Since the 21st Century Cures Act created the Qualified Small Employer Health Reimbursement Arrangement (QSEHRA) in December 2016, concerns have surfaced over whether certain state laws conflict with the new benefit.
While the specifics of these laws vary, many seem designed to discourage or even prohibit small businesses from reimbursing employees for individual health insurance. At least two states ban this practice outright, while others prohibit insurers and insurance brokers from selling individual coverage to small businesses offering reimbursement arrangements.
In this post, we’ll give you an overview of these laws, how they relate to federal laws, and how they affect the QSEHRA. We’ll also examine one specific state law as a case study.
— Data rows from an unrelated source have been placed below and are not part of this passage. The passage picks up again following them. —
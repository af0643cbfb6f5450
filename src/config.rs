//! Configuration parameters for the feature pipeline
//!
//! The original deployment read a shared global channel list from
//! multiple components; here the configuration is an explicit value
//! handed to the pipeline constructor. The channel list and its order
//! are a public contract with the pre-trained models: the models were
//! fit on exactly these columns in exactly this order.

/// Reference sensor channel names, in model column order
///
/// Changing this list (or its order) without retraining the downstream
/// classifier and regressor silently corrupts predictions.
pub const REFERENCE_CHANNELS: [&str; 9] = [
    "MQ138", "MQ2", "TGS2600", "TGS2602", "TGS2603", "TGS2610", "TGS2611", "TGS2620", "TGS822",
];

/// Feature pipeline configuration parameters
#[derive(Debug, Clone)]
pub struct PipelineConfig {
    /// Sampling rate of the sensor traces in Hz (default: 100.0)
    pub sampling_rate: f64,

    /// Sensor channel names in model column order (default: [`REFERENCE_CHANNELS`])
    pub channels: Vec<String>,

    // Segment location
    /// Prominence band for true-peak detection, (min, max) (default: (0.25, 1.5))
    pub prominence_range: (f64, f64),

    /// Width band for true-peak detection in samples, (min, max) (default: (10.0, 60.0))
    pub width_range: (f64, f64),

    /// Sustained-decline window length in samples that marks the start
    /// of the decay phase (default: 20)
    pub decay_duration: usize,
}

impl Default for PipelineConfig {
    fn default() -> Self {
        Self {
            sampling_rate: 100.0,
            channels: REFERENCE_CHANNELS.iter().map(|s| s.to_string()).collect(),
            prominence_range: (0.25, 1.5),
            width_range: (10.0, 60.0),
            decay_duration: 20,
        }
    }
}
What do these state laws say and where are they in place?
Small businesses, insurance companies, brokers, and trusted advisors are governed by state laws as well as federal laws. Some of these laws seem to place limitations on the Cures Act and its creation of the QSEHRA.
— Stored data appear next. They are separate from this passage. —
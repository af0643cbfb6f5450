//! Build a feature row from synthetic breath traces and print it
//!
//! Run with: cargo run --example extract_features

use breath_dsp::{ChannelTable, FeatureMatrixBuilder, Vitals, REFERENCE_CHANNELS};

fn main() -> Result<(), Box<dyn std::error::Error>> {
    // Synthetic 40-second capture at 100 Hz: each channel responds with a
    // bump of slightly different height and timing
    let len = 4000;
    let mut table = ChannelTable::new();
    for (i, channel) in REFERENCE_CHANNELS.iter().enumerate() {
        let center = 1800 + i * 40;
        let height = 0.6 + 0.08 * i as f64;
        let trace: Vec<f64> = (0..len)
            .map(|j| {
                let d = (j as f64 - center as f64).abs();
                (height * (1.0 - d / 250.0)).max(0.0) + 0.005 * (j as f64 * 1.3).sin()
            })
            .collect();
        table.insert(*channel, trace);
    }

    let vitals = Vitals {
        age: 52,
        gender: 0,
        heart_beat: 76,
        spo2: 96,
        max_bp: 135,
        min_bp: 85,
    };

    let builder = FeatureMatrixBuilder::with_reference_config();
    let row = builder.build(&vitals, &table)?;

    println!("Feature row ({} columns):", row.len());
    for (column, value) in row.columns().iter().zip(row.values()) {
        println!("  {:<16} {:>14.6}", column, value);
    }

    Ok(())
}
For example, at least two states have regulations aiming to prohibit companies from reimbursing employees for individual policies. Others prohibit insurance companies from offering individual coverage to companies using reimbursement arrangements like the QSEHRA.
Here’s a breakdown of state regulations on individual reimbursements.
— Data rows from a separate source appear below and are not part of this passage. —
//! Spectral denoising via mean-magnitude thresholding
//!
//! Removes frequency-domain noise from one raw sensor channel.
//!
//! Algorithm:
//! 1. Compute the real-input DFT of the trace (non-negative frequency half)
//! 2. Compute the mean coefficient magnitude as a threshold
//! 3. Zero every coefficient whose magnitude does not exceed the threshold
//!    (strict: a coefficient exactly at the mean is dropped)
//! 4. Inverse-transform back to a time-domain trace of the original length
//!
//! The filter is idempotent once converged: a second pass over an already
//! filtered trace removes no further energy when the surviving
//! coefficients all sit above the new mean.
//!
//! # Example
//!
//! ```
//! use breath_dsp::preprocessing::denoise::denoise;
//!
//! let trace: Vec<f64> = (0..200)
//!     .map(|i| (2.0 * std::f64::consts::PI * 2.0 * i as f64 / 100.0).sin())
//!     .collect();
//! let smoothed = denoise(&trace, 100.0)?;
//! assert_eq!(smoothed.len(), trace.len());
//! # Ok::<(), breath_dsp::FeatureError>(())
//! ```

use rustfft::num_complex::Complex;
use rustfft::FftPlanner;

use crate::error::FeatureError;

/// Denoise a raw sensor trace with a mean-magnitude spectral filter
///
/// # Arguments
///
/// * `signal` - Raw sensor samples (voltage trace)
/// * `sampling_rate` - Sampling rate in Hz (100 Hz for the reference rig)
///
/// # Returns
///
/// Filtered time-domain trace of the same length as the input
///
/// # Errors
///
/// Returns `FeatureError::InvalidInput` if the trace has length <= 1
/// (the transform is meaningless) or contains non-finite samples.
pub fn denoise(signal: &[f64], sampling_rate: f64) -> Result<Vec<f64>, FeatureError> {
    let n = signal.len();

    if n <= 1 {
        return Err(FeatureError::InvalidInput(format!(
            "Signal of length {} is too short to denoise",
            n
        )));
    }

    if let Some(pos) = signal.iter().position(|x| !x.is_finite()) {
        return Err(FeatureError::InvalidInput(format!(
            "Non-finite sample at index {}",
            pos
        )));
    }

    log::debug!(
        "Denoising trace: {} samples at {} Hz",
        n,
        sampling_rate
    );

    // Forward FFT over the full complex spectrum
    let mut spectrum: Vec<Complex<f64>> =
        signal.iter().map(|&x| Complex::new(x, 0.0)).collect();
    let mut planner = FftPlanner::new();
    let fft = planner.plan_fft_forward(n);
    fft.process(&mut spectrum);

    // Threshold over the non-negative frequency half only (bins 0..=n/2),
    // matching real-input transform semantics. The mirrored half carries
    // the same magnitudes and would bias the mean toward interior bins.
    let n_half = n / 2 + 1;
    let threshold = spectrum[..n_half]
        .iter()
        .map(|c| c.norm())
        .sum::<f64>()
        / n_half as f64;

    // Keep a bin only if its magnitude strictly exceeds the mean. Each
    // dropped bin in the half spectrum takes its conjugate mirror with it
    // so the reconstruction stays real-valued.
    let mut kept = 0usize;
    for k in 0..n_half {
        if spectrum[k].norm() > threshold {
            kept += 1;
        } else {
            spectrum[k] = Complex::new(0.0, 0.0);
            if k > 0 && k < n - k {
                spectrum[n - k] = Complex::new(0.0, 0.0);
            }
        }
    }

    log::debug!(
        "Spectral filter kept {}/{} bins (threshold={:.6})",
        kept,
        n_half,
        threshold
    );

    // Inverse FFT and 1/N normalization
    let ifft = planner.plan_fft_inverse(n);
    ifft.process(&mut spectrum);

    let scale = 1.0 / n as f64;
    Ok(spectrum.iter().map(|c| c.re * scale).collect())
}

#[cfg(test)]
mod tests {
    use super::*;

    fn sine(freq: f64, rate: f64, len: usize) -> Vec<f64> {
        (0..len)
            .map(|i| (2.0 * std::f64::consts::PI * freq * i as f64 / rate).sin())
            .collect()
    }

    #[test]
    fn test_denoise_preserves_length() {
        let trace = sine(2.0, 100.0, 200);
        let filtered = denoise(&trace, 100.0).unwrap();
        assert_eq!(filtered.len(), 200);
    }

    #[test]
    fn test_denoise_odd_length() {
        let trace = sine(3.0, 100.0, 201);
        let filtered = denoise(&trace, 100.0).unwrap();
        assert_eq!(filtered.len(), 201);
        assert!(filtered.iter().all(|x| x.is_finite()));
    }

    #[test]
    fn test_denoise_retains_dominant_component() {
        // 2 Hz tone plus weak broadband ripple. The tone's bin magnitude
        // dwarfs the mean, so the tone must survive the filter.
        let rate = 100.0;
        let trace: Vec<f64> = (0..200)
            .map(|i| {
                let t = i as f64 / rate;
                (2.0 * std::f64::consts::PI * 2.0 * t).sin()
                    + 0.01 * (2.0 * std::f64::consts::PI * 37.0 * t).sin()
                    + 0.01 * (2.0 * std::f64::consts::PI * 11.0 * t).sin()
            })
            .collect();

        let filtered = denoise(&trace, rate).unwrap();

        let energy = |s: &[f64]| s.iter().map(|x| x * x).sum::<f64>();
        let tone = sine(2.0, rate, 200);
        // Filtered trace keeps nearly all of the tone's energy
        assert!(energy(&filtered) > 0.9 * energy(&tone));
        // and stays close to the clean tone sample-by-sample
        let max_dev = filtered
            .iter()
            .zip(&tone)
            .map(|(a, b)| (a - b).abs())
            .fold(0.0f64, f64::max);
        assert!(max_dev < 0.05, "max deviation {} too large", max_dev);
    }

    #[test]
    fn test_denoise_converged_signal_is_fixed_point() {
        let trace = sine(2.0, 100.0, 200);
        let once = denoise(&trace, 100.0).unwrap();
        let twice = denoise(&once, 100.0).unwrap();
        for (a, b) in once.iter().zip(&twice) {
            assert!((a - b).abs() < 1e-9);
        }
    }

    #[test]
    fn test_denoise_rejects_short_signal() {
        assert!(matches!(
            denoise(&[1.0], 100.0),
            Err(FeatureError::InvalidInput(_))
        ));
        assert!(matches!(
            denoise(&[], 100.0),
            Err(FeatureError::InvalidInput(_))
        ));
    }

    #[test]
    fn test_denoise_rejects_non_finite() {
        let trace = vec![0.0, 1.0, f64::NAN, 2.0];
        assert!(matches!(
            denoise(&trace, 100.0),
            Err(FeatureError::InvalidInput(_))
        ));
    }

    #[test]
    fn test_denoise_output_is_real_for_random_like_input() {
        let trace: Vec<f64> = (0..128)
            .map(|i| ((i * 37 + 11) % 17) as f64 / 17.0 - 0.5)
            .collect();
        let filtered = denoise(&trace, 100.0).unwrap();
        assert_eq!(filtered.len(), 128);
        assert!(filtered.iter().all(|x| x.is_finite()));
    }
}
States with regulations restricting small businesses from reimbursing individual health insurance premiums:
- New Jersey
States with regulations prohibiting insurance companies and brokers from offering individual coverage to companies using reimbursement plans:
- The District of Columbia
- North Carolina
- North Dakota
- Rhode Island
- South Dakota
All other states have no restrictions on companies, insurance companies, or brokers relating to health insurance reimbursement.
Can states really prevent small businesses from using a QSEHRA?
Outdated, unenforceable insurance regulations in some states imply that small businesses can’t reimburse employees for individual health insurance premiums. This isn’t the case, however.
First, many of these laws rely on the authority of the state’s Department of Insurance to enforce the restriction. But while insurance departments have jurisdiction over insurance-related business, they cannot dictate which health insurance plans small businesses choose to offer. Similarly, they can’t take action against businesses when they do offer supposedly restricted plans.
Second, the QSEHRA is considered an employer health plan under the Employee Retirement Income Security Act (ERISA), and is therefore under the purview of that law. This means the QSEHRA is governed at a federal level and is not subject to state laws, including those that seem to prevent small businesses from reimbursing employees’ individual insurance premiums.
Knowing this, state laws like Minnesota’s and New Jersey’s bear reexamination.
Case study: Colorado
This conflict has played out in the past. To see how ERISA affects laws that seek to prevent small businesses from establishing an arrangement like the QSEHRA, let’s use a Colorado statute as a case study.
Prior to November 2010, Colorado had a statute in place (C.R.S. 10-8-513(2)) that excluded certain individuals from eligibility for the state exchange, CoverColorado. Among those excluded from eligibility were people who had their premiums reimbursed by “any private entity or person … if such payer could financially benefit from the coverage of an individual under CoverColorado.”
Because businesses using an HRA received cost savings by forgoing group coverage to reimburse employees for CoverColorado premiums, they were considered to be “financially benefitting” from the arrangement. As such, employees were considered ineligible for coverage.
This was challenged in June 2010, however, and the law was rescinded in November. In its judgment, the Colorado Department of Insurance concluded that HRAs were not a “health benefit plan” or insurance policy under the state statutes. Instead, they were an employee welfare benefit plan under ERISA.
“ERISA broadly preempts, with certain exceptions, ‘any and all state laws insofar as they may now or hereafter relate to any employee benefit plan’ covered by ERISA,” the department wrote.
Furthermore, the department declared that HRAs were “not subject to the jurisdiction of the Commissioner.”
Following this reasoning, all QSEHRAs can be considered under ERISA’s jurisdiction and therefore not subject to state laws that seem to limit them.
What about other state laws and regulations?
Thirty states currently have laws or regulations restricting insurance companies or insurance brokers—and sometimes both—from offering individual coverage to businesses that reimburse employees for their premiums.
Because state Departments of Insurance regulate these entities, insurance companies, brokers, and third-party administrators (TPAs) in affected states should proceed with caution when handling QSEHRAs.
But because these laws don’t apply to self-administered ERISA plans, small businesses in these states are perfectly able to offer a QSEHRA.
There are several state laws and regulations relating to health insurance reimbursement that seem to conflict with the 21st Century Cures Act and limit small businesses’ ability to offer the QSEHRA.
While some of these laws may affect insurance companies, brokers, and TPAs, the limited purview of state Departments of Insurance and ERISA’s preemptive status mean there are no legal reasons why small businesses can’t offer a QSEHRA.